▸ What is needed
Among the records, find the lines that hold the string "unwrap" and return them.

▸ Exercise material

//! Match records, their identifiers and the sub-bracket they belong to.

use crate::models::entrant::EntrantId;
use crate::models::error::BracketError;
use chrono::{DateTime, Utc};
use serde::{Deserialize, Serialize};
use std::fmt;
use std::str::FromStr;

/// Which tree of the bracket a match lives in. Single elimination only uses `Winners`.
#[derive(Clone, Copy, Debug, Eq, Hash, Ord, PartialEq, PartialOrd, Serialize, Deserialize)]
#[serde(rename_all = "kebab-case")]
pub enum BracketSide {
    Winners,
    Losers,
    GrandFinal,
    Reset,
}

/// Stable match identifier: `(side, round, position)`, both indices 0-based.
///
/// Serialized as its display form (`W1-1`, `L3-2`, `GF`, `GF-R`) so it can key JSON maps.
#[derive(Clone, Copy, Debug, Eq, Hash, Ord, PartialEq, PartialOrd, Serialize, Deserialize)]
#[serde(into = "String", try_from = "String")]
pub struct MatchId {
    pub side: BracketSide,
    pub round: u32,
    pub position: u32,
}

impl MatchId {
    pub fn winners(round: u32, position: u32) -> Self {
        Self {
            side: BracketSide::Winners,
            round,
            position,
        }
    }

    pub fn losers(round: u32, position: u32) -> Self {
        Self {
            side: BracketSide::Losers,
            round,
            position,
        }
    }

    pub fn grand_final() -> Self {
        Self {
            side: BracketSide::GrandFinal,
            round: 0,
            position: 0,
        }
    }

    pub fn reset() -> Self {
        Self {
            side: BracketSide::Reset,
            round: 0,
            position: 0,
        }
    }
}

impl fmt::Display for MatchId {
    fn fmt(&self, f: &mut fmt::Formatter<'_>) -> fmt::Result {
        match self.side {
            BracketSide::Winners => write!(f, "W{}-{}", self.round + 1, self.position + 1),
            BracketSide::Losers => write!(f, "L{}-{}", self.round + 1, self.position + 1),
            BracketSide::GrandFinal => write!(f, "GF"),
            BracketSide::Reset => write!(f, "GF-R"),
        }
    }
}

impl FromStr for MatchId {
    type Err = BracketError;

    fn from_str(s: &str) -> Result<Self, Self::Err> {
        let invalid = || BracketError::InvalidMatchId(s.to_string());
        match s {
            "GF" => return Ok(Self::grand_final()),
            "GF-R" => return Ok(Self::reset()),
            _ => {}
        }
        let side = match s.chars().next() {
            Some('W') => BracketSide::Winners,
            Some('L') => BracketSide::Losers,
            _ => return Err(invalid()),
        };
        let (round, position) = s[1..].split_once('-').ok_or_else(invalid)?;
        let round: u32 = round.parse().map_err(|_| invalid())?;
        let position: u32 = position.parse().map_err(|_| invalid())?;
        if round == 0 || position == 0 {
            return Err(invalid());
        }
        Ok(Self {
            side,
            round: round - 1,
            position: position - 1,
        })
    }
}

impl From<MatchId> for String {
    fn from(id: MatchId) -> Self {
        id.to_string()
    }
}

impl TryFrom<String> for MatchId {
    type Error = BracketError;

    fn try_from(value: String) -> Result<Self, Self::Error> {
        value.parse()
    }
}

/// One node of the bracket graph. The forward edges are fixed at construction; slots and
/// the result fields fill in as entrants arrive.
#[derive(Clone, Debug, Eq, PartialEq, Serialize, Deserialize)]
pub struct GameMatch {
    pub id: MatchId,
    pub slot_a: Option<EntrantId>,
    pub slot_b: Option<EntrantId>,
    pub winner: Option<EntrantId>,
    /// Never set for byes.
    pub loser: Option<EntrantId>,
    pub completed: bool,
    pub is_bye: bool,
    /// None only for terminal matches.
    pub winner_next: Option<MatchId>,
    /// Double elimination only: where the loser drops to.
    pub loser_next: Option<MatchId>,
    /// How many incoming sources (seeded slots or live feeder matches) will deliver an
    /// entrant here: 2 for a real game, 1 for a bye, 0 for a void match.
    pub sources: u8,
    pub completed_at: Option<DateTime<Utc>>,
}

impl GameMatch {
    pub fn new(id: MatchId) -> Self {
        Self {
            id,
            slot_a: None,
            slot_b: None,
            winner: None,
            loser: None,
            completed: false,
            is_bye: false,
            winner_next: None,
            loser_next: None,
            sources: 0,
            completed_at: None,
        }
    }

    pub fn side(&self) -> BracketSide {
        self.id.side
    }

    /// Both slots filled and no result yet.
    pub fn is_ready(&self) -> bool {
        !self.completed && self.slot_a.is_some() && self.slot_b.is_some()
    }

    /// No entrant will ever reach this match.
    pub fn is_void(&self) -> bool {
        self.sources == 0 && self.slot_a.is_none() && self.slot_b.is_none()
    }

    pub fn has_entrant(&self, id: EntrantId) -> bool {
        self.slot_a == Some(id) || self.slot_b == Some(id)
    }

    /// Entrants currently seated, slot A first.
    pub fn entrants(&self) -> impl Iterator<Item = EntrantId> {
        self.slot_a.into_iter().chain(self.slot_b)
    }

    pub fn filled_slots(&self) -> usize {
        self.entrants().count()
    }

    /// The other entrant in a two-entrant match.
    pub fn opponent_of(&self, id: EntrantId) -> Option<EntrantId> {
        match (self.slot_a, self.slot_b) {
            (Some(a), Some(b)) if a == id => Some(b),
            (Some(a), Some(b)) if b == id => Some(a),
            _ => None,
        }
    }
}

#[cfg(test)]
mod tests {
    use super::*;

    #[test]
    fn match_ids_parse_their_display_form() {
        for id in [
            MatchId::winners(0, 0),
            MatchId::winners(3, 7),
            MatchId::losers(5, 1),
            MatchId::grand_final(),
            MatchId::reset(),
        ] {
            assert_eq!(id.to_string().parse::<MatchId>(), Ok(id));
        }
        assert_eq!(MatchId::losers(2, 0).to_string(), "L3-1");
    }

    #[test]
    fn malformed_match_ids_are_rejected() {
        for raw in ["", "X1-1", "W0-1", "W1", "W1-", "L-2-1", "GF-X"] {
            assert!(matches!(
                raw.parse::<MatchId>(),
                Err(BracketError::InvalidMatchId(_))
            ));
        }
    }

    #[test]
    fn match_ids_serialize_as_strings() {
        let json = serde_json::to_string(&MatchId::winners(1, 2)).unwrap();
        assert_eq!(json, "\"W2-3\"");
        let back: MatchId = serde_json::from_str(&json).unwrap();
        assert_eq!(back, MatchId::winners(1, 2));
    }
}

▸ Response to the task
        let json = serde_json::to_string(&MatchId::winners(1, 2)).unwrap();
        let back: MatchId = serde_json::from_str(&json).unwrap();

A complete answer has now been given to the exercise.